[Data under study — start]

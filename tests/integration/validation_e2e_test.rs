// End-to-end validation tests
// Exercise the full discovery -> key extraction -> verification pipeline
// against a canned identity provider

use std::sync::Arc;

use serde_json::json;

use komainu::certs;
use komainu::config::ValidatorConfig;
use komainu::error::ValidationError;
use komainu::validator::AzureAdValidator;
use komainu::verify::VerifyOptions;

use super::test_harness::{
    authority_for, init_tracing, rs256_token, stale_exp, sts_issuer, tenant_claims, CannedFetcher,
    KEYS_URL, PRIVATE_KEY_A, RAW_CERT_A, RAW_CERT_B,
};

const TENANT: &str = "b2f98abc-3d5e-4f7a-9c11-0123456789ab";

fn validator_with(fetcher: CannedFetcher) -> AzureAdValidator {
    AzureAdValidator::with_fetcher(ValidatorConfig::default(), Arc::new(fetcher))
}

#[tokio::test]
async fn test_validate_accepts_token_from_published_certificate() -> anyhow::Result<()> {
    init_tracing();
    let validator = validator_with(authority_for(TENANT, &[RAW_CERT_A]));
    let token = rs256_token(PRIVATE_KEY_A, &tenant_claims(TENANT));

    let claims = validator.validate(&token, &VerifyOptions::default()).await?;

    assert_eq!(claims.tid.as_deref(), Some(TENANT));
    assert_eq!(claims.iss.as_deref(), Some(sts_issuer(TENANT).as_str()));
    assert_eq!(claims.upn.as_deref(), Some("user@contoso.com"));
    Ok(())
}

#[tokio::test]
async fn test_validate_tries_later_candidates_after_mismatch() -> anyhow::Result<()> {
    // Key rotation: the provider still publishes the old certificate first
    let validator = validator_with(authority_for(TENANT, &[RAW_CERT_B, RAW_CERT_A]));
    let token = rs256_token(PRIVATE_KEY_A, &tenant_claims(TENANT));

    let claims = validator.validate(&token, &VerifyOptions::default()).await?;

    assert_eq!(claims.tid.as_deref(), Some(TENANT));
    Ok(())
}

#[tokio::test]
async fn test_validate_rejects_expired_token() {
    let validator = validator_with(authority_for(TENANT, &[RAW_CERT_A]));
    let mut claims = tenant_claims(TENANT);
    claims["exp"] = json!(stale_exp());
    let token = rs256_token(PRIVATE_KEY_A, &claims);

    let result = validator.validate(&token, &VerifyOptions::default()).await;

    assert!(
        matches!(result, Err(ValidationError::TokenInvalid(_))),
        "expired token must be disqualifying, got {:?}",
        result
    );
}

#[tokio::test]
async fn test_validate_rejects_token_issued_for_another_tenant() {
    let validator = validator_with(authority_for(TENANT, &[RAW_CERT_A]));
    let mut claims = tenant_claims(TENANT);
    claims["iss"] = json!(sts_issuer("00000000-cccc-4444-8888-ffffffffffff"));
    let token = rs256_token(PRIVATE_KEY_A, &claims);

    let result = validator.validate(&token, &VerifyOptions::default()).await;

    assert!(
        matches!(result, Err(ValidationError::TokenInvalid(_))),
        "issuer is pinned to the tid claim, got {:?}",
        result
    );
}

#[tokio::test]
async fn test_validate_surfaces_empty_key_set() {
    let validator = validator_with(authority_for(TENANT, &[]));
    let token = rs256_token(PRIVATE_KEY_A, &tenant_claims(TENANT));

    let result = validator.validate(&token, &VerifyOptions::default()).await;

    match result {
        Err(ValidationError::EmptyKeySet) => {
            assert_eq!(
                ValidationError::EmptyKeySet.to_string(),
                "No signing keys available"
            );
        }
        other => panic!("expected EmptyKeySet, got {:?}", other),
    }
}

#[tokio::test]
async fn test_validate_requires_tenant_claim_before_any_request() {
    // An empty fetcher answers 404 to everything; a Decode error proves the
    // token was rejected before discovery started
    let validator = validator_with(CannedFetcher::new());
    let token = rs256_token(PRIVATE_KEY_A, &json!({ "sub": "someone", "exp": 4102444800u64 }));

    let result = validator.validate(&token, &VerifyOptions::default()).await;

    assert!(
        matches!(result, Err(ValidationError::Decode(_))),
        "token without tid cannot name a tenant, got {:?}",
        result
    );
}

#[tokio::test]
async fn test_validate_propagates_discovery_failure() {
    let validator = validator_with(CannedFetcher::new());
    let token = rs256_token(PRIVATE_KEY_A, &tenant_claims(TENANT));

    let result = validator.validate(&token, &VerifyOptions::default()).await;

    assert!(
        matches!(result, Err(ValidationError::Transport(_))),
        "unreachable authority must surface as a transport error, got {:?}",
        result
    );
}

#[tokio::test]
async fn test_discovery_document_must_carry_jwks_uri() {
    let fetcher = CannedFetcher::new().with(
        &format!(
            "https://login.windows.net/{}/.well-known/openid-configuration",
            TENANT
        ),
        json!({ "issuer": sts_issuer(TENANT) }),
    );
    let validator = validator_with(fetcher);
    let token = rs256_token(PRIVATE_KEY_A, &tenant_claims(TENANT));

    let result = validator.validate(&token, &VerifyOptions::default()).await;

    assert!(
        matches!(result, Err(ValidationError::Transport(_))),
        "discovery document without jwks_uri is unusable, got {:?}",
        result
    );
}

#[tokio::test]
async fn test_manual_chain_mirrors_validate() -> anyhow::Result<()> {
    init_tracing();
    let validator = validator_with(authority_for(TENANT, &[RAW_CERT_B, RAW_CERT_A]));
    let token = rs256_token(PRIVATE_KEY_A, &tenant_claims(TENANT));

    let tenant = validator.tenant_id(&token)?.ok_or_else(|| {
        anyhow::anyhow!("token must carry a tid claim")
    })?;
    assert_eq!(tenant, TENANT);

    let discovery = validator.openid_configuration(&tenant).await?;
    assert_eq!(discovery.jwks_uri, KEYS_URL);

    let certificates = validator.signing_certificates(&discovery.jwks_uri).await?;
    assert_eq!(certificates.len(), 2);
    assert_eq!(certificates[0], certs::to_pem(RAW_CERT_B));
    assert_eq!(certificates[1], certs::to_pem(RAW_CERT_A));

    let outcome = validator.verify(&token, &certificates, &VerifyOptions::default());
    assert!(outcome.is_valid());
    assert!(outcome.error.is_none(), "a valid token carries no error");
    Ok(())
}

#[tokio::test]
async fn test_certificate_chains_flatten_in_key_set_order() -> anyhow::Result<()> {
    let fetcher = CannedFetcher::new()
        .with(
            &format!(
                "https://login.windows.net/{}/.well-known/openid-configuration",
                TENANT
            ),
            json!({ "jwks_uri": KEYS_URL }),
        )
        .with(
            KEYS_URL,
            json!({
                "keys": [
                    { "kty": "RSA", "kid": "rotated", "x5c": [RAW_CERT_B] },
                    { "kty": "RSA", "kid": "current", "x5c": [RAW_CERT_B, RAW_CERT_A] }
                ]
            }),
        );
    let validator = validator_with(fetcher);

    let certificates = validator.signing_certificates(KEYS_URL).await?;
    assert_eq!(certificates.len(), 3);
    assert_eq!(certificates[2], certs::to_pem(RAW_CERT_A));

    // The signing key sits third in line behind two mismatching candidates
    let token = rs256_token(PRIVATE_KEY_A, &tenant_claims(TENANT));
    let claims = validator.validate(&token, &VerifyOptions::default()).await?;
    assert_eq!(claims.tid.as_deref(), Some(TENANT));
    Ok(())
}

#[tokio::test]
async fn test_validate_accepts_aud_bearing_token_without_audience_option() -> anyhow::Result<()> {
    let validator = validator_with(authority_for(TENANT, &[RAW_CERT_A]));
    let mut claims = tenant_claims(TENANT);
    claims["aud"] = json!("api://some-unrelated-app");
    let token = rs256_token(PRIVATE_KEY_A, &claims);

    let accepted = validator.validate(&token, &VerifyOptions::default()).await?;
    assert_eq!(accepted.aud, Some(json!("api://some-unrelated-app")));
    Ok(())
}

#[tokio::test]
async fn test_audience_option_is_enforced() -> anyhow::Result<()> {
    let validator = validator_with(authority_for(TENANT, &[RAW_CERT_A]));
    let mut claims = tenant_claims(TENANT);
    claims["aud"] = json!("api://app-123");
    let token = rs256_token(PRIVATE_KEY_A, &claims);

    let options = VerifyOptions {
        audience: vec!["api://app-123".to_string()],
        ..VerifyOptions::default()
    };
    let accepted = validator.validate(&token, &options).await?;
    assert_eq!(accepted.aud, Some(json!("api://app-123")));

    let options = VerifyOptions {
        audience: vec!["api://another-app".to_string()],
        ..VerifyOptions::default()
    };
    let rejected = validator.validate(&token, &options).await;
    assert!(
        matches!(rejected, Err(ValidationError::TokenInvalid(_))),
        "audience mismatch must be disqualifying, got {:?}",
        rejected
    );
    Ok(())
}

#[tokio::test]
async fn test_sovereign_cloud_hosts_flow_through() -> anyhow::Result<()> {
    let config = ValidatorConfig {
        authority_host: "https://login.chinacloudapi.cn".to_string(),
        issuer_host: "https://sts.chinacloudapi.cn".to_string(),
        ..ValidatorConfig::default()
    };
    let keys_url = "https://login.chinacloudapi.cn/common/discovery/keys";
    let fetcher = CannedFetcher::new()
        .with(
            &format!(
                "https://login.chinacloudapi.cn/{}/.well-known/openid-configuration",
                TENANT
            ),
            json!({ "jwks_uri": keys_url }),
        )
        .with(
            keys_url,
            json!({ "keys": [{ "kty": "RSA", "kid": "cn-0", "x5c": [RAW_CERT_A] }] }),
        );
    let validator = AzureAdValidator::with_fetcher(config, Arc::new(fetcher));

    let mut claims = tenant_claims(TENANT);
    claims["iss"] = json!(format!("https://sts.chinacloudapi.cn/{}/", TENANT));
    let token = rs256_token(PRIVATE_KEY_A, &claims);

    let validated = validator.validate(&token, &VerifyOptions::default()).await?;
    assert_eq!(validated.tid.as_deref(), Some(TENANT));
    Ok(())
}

[Data under study — finish]
[Data under study — start]

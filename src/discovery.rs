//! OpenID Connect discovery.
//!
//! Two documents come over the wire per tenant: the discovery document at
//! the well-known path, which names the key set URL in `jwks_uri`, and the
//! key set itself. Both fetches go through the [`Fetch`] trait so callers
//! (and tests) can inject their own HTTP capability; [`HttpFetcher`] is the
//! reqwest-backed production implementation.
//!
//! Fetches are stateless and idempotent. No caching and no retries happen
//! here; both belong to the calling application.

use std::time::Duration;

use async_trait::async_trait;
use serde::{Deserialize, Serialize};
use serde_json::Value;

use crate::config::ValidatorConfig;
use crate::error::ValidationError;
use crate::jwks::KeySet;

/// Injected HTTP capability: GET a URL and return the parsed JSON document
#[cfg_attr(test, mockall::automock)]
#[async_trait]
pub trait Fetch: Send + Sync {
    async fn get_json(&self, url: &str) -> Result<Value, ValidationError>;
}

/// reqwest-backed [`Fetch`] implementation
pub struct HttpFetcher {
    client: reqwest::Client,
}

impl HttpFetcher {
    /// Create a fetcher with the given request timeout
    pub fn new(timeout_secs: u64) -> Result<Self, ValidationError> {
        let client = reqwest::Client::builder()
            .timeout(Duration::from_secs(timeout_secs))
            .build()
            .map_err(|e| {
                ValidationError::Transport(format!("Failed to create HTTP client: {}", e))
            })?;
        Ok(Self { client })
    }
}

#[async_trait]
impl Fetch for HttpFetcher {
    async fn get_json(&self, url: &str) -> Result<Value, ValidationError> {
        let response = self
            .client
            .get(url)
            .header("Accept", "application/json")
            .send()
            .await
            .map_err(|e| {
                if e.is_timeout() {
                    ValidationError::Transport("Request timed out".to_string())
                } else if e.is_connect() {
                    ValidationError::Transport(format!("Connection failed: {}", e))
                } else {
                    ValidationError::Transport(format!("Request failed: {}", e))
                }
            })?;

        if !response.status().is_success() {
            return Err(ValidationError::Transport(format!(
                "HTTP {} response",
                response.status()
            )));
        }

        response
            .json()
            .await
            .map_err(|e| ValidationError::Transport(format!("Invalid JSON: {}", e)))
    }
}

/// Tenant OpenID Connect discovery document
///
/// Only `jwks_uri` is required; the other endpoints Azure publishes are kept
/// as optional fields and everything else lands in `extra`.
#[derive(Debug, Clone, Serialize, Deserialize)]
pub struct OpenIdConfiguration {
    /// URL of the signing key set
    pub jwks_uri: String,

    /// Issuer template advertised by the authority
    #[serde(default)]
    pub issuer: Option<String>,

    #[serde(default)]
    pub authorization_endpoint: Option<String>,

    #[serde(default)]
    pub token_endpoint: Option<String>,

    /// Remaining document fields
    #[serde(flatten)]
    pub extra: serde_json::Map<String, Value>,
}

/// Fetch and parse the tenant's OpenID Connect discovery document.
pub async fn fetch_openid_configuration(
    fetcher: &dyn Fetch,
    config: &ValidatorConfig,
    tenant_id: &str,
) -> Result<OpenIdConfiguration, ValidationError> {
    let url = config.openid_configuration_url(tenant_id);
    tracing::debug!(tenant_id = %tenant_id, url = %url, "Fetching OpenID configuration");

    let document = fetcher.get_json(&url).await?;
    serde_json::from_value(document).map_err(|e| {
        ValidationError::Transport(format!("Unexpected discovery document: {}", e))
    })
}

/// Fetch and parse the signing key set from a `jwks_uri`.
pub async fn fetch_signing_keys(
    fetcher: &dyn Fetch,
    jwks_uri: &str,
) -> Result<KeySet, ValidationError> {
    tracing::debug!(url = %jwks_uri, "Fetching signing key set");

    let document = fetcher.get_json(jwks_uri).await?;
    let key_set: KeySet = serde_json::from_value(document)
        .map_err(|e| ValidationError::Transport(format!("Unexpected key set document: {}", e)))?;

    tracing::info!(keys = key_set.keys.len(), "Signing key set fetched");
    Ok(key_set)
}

[Data under study — finish]
[Data under study — start]

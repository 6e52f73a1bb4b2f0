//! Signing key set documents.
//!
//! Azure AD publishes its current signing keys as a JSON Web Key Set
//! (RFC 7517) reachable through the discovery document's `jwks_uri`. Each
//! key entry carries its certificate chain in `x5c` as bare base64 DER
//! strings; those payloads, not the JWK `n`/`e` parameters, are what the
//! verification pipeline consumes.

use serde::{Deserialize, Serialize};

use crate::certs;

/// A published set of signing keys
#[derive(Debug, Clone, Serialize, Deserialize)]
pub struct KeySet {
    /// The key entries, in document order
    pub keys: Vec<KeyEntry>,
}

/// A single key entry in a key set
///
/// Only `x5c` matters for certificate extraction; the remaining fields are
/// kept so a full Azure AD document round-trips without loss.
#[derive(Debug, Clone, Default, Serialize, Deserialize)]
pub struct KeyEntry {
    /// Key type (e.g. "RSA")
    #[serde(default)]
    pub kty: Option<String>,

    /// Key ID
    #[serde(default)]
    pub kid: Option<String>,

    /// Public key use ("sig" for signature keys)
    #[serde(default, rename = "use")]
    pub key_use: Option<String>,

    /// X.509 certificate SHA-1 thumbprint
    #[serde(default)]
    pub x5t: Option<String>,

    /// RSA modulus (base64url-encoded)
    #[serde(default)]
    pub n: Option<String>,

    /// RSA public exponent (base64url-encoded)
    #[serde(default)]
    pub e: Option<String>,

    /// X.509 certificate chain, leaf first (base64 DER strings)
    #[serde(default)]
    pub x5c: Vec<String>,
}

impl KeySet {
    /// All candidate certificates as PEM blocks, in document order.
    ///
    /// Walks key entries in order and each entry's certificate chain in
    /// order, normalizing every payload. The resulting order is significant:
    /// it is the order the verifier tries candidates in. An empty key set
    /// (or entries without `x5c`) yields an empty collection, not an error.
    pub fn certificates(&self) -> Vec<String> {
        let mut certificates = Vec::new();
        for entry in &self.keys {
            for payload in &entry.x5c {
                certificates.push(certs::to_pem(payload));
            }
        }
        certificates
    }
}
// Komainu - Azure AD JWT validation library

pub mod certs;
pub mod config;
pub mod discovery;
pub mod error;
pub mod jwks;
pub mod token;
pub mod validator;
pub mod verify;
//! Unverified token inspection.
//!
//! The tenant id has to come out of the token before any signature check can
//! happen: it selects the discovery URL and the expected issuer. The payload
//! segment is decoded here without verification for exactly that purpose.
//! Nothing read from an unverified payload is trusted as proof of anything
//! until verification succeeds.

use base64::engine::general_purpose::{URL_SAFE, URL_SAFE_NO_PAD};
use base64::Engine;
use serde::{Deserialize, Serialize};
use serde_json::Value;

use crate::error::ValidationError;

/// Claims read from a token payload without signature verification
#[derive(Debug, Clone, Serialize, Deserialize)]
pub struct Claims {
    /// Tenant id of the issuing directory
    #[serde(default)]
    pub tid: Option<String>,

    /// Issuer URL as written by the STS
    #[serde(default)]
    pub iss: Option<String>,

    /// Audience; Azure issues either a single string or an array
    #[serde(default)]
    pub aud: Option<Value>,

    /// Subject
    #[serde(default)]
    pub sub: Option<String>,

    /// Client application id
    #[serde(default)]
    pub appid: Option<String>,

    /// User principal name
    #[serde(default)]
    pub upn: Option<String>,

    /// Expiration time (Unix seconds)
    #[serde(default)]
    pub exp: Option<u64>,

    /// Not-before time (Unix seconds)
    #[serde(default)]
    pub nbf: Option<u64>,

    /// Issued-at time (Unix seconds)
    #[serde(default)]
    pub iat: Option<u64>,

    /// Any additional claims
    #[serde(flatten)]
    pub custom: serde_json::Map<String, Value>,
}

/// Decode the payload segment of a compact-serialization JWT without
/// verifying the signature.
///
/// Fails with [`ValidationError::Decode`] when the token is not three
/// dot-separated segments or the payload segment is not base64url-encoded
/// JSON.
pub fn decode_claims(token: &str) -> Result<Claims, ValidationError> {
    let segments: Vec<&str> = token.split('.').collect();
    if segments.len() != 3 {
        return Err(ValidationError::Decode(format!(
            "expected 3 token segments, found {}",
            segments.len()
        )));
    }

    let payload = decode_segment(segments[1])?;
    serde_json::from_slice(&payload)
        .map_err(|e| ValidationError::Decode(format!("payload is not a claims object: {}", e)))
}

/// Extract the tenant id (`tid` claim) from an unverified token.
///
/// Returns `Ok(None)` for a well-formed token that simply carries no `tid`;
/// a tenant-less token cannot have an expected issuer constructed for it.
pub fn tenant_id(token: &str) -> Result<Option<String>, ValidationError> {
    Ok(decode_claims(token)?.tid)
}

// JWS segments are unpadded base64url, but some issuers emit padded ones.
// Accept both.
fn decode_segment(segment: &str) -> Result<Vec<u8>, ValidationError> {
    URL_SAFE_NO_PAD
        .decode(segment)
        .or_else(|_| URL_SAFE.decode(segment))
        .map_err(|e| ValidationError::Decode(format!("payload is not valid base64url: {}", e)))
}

[Data under study — finish]

Work item » The lines to return are those holding the string "disqualifying" anywhere in the listing above.

Reply »
        "expired token must be disqualifying, got {:?}",
        "audience mismatch must be disqualifying, got {:?}",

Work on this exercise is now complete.